Thursday, October 18, 2007
A Few Initial Impressions Of Portland

I love Portland. No, seriously... I looooooove Portland.

So, I've been here for a couple of weeks now. It's probably time to get down some of my first thoughts about the place before they become corrupted by experience.

1) People are awfully polite here.

I don't know if I actually believe this -- it seems so... impossible -- but as yet I've seen very little evidence to the contrary. Checkers at the supermarket smile and chat to you, but they do it in a way that damn near passes for genuine interest. Drivers wave you across the street, or wave thanks when you let them into traffic. Passerby on the sidewalks nod and say hello as often as not. Even the bag lady who gave me the finger as I drove by did it with a huge grin on her face. I've yet to have anyone fail to hold a door for me. And the traffic -- I mean, I know there are assholes here, but I'm constantly astonished at the docility of Portland drivers. The average speed even on the freeway seems to hover around 50 mph, 25-30 on the city streets, and without much sense of impatience or aggression from other drivers. Everyone's just kind of getting on with it.

There has to be a fucking catch somewhere.

2) The roads are confusing, but they make perfect sense.

Portland is basically laid out on a grid, and almost all of the streets are two-lane, neighborhood streets. Even the major thoroughfares rarely extend beyond four narrow lanes, and are generally lined with trees, houses, and parked cars. The grid is frequently interrupted by strange little jogs off-course, and in some places they've gotten fancy with one-way couplets and roundabouts that sometimes throw me off. Downtown, as far as I can tell, is a maze of idiosyncratic diversions. But even so, I never seem to get lost. I can get from any Point A to any Point B without a map, as long as I know roughly where each point lies. Driving is inefficient, but satisfyingly vague and abstract. I just kind of wander from place to place, but somehow I always get there.

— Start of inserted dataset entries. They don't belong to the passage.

//! Worker Layer - 推理 Worker
//!
//! 实现合并的 ModelWorker、Pipeline 缓存和 Worker 的创建/崩溃监督

mod catalog;
mod model_worker;
mod pipeline_cache;
mod spawner;

pub use catalog::{ModelCatalog, ModelEntry};
pub use model_worker::{IncomingTask, ModelWorker, WorkerOutbox};
pub use pipeline_cache::PipelineCache;
pub use spawner::TokioWorkerSpawner;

3) The food is really, really good.

I have yet to have a bad meal here. Even the stuff considered "mediocre" by locals is as good as the stuff considered "good" in Memphis. Now, obviously, I haven't had everything, and I'm sure there are bad meals to be had. But this is clearly a city that takes these things seriously, and is willing to back up words with culinary action. Just this afternoon I walked to the local supermarket (a regional chain that tends towards creative-yuppie snoot, but also acknowledges that Cap'n Crunch is delicious), and I took a chance on an apple. Apples are the ultimate test for me -- there are so many bad apples, and so few good ones. I love them above all other fruits, but having come to know what an apple is supposed to be, I just can't bring myself to eat another pallid, mealy industrially-grown apple. I've gotten used to disappointment and a lack of apples.

But this apple was nearly perfect -- sweet, but still a little acid, firm and crunchy, the kind that snaps cleanly when you bite into it and turns into a puddle of juice when you chew. Better still, this particular apple was grown within fifty miles of Portland; no New Zealand or Chilean importation required. And it was organic, but since so little transport was required to get it to the store, it wasn't particularly expensive. I honestly can't imagine what more you could ask from an apple.

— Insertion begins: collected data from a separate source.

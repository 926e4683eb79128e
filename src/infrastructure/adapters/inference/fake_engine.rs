//! Fake Inference Engine - 离线可用的确定性推理引擎
//!
//! 不加载任何模型：摘要返回输入的第一句话，问答返回上下文中的第一句话。
//! 用于本地联调和没有推理服务的环境。

use async_trait::async_trait;
use std::sync::Arc;
use std::time::Duration;

use crate::application::ports::{InferenceEnginePort, InferenceError, Pipeline, PipelineSpec};
use crate::domain::task::{Answer, PipelineInput, PipelineOutput, Summary};

/// Fake 推理引擎配置
#[derive(Debug, Clone)]
pub struct FakeInferenceEngineConfig {
    /// 模拟模型加载耗时
    pub load_delay: Duration,
    /// 模拟推理耗时
    pub run_delay: Duration,
}

impl Default for FakeInferenceEngineConfig {
    fn default() -> Self {
        Self {
            load_delay: Duration::from_millis(500),
            run_delay: Duration::from_millis(200),
        }
    }
}

pub struct FakeInferenceEngine {
    config: FakeInferenceEngineConfig,
}

impl FakeInferenceEngine {
    pub fn new(config: FakeInferenceEngineConfig) -> Self {
        tracing::info!(
            load_delay_ms = config.load_delay.as_millis() as u64,
            "FakeInferenceEngine initialized"
        );
        Self { config }
    }

    pub fn with_defaults() -> Self {
        Self::new(FakeInferenceEngineConfig::default())
    }
}

#[async_trait]
impl InferenceEnginePort for FakeInferenceEngine {
    async fn construct_pipeline(
        &self,
        spec: &PipelineSpec,
    ) -> Result<Arc<dyn Pipeline>, InferenceError> {
        let mode = match spec.task.as_str() {
            "summarization" => FakeMode::Summarize {
                max_words: spec.options.max_length.map(|n| n as usize),
            },
            "question-answering" => FakeMode::Answer,
            other => return Err(InferenceError::UnsupportedTask(other.to_string())),
        };

        tokio::time::sleep(self.config.load_delay).await;
        tracing::debug!(model = %spec.model, "FakeInferenceEngine: pipeline ready");

        Ok(Arc::new(FakePipeline {
            mode,
            run_delay: self.config.run_delay,
        }))
    }
}

#[derive(Debug, Clone, Copy)]
enum FakeMode {
    Summarize { max_words: Option<usize> },
    Answer,
}

struct FakePipeline {
    mode: FakeMode,
    run_delay: Duration,
}

#[async_trait]
impl Pipeline for FakePipeline {
    async fn run(&self, input: PipelineInput) -> Result<PipelineOutput, InferenceError> {
        tokio::time::sleep(self.run_delay).await;

        match (self.mode, input) {
            (FakeMode::Summarize { max_words }, PipelineInput::Text(text)) => {
                let sentence = first_sentence(&text);
                let summary = match max_words {
                    Some(limit) => sentence.split_whitespace().take(limit).collect::<Vec<_>>().join(" "),
                    None => sentence.to_string(),
                };
                Ok(PipelineOutput::Summaries(vec![Summary::new(summary)]))
            }
            (FakeMode::Answer, PipelineInput::QuestionAnswer { context, .. }) => {
                Ok(PipelineOutput::Answer(Answer {
                    answer: first_sentence(&context).to_string(),
                    score: Some(1.0),
                }))
            }
            (mode, input) => Err(InferenceError::InvalidResponse(format!(
                "{:?} pipeline cannot take {:?}",
                mode, input
            ))),
        }
    }
}

fn first_sentence(text: &str) -> &str {
    let text = text.trim();
    match text.find(['.', '!', '?']) {
        Some(end) => &text[..=end],
        None => text,
    }
}
//! TextLens - 浏览器扩展的跨上下文任务分发
//!
//! 架构设计: Hexagonal Architecture
//!
//! 领域层 (domain/):
//! - Task Context: 任务类型、线上消息、输入准备与结果提取
//!
//! 应用层 (application/):
//! - Ports: 端口定义（InferenceEngine, HostRuntime, WorkerSpawner, TabMessenger, Settings, Menus）
//! - Coordinator: Host 生命周期、任务分发、结果路由
//! - Host: 总线与 Worker 之间的转发桥
//!
//! 基础设施层 (infrastructure/):
//! - Worker: ModelWorker 与 Pipeline 缓存
//! - Runtime: 进程内 Host 上下文与整体组装
//! - Events: 广播消息总线
//! - Memory: 标签页、设置、菜单内存实现
//! - Persistence: TOML 设置文件
//! - Adapters: HTTP / Fake 推理引擎

pub mod application;
pub mod config;
pub mod domain;
pub mod infrastructure;

#[cfg(test)]
mod test_support;

pub use config::{load_config, AppConfig};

And there are bakeries everywhere -- good ones, that bake good bread. There seems to be at least one in every neighborhood. And coffee shops, and patisseries, and Thai restaurants that serve more than pad thai, and even the junk food is more satisfying. And milk in glass bottles! And well-prepared salads! And these people must fucking love macaroni and cheese, because it's absolutely everywhere.

4) But the fashion is fucking awful.

The guys are merely affected -- lots of strange facial hair and silly hats wandering around town, but I don't have a problem with that. But the women... eegads. I've seen so many fashion spreads in the local newspapers of locally-designed clothes, stuff that doesn't even look good on the models, much less the girls on the street. The mode courant in Portland seems to require on of a thousand styles of unflattering gunny sacks paired with an absurd home-knit scarf and mukluks. I don't get it.

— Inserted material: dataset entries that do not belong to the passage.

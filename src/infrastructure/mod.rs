//! Infrastructure Layer - 基础设施层
//!
//! 提供所有端口的具体实现

pub mod adapters;
pub mod events;
pub mod memory;
pub mod persistence;
pub mod runtime;
pub mod worker;

pub use events::BroadcastMessageBus;
pub use memory::{InMemoryMenuRegistry, InMemorySettingsStore, InMemoryTabRegistry};
pub use persistence::FileSettingsStore;
pub use runtime::{ExtensionRuntime, InProcessHostRuntime, LaunchReason};
pub use worker::{ModelCatalog, ModelWorker, TokioWorkerSpawner};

My first day in town, I went driving. My ipod was still dysfunctional, so I was left with the radio. And that first hour in the car, the radio played me no less than half a dozen songs that resonate with past periods in my life -- songs that called up strong feelings from old lives, songs I still associate with hopefulness and optimism. And all songs that I haven't heard in years. It was weird, but it made me happy. And just yesterday, walking up Division, I saw a poster tacked to a post that said, "All you have is now." That was it, no web address or anything, just that one pseudo-zen statement. But I thought about it and I decided, even if that's true, I'm really into now, I'm all over now. There are still tensions in my life -- I need a job, and I need a permanant place, and I need to meet more people in town -- but essentially, I'm absolutely fucking thrilled about now. I'm having one of those rare moments when there genuinely isn't anywhere I'd rather be. And no, I don't know how long it'll last, but it'll do for now.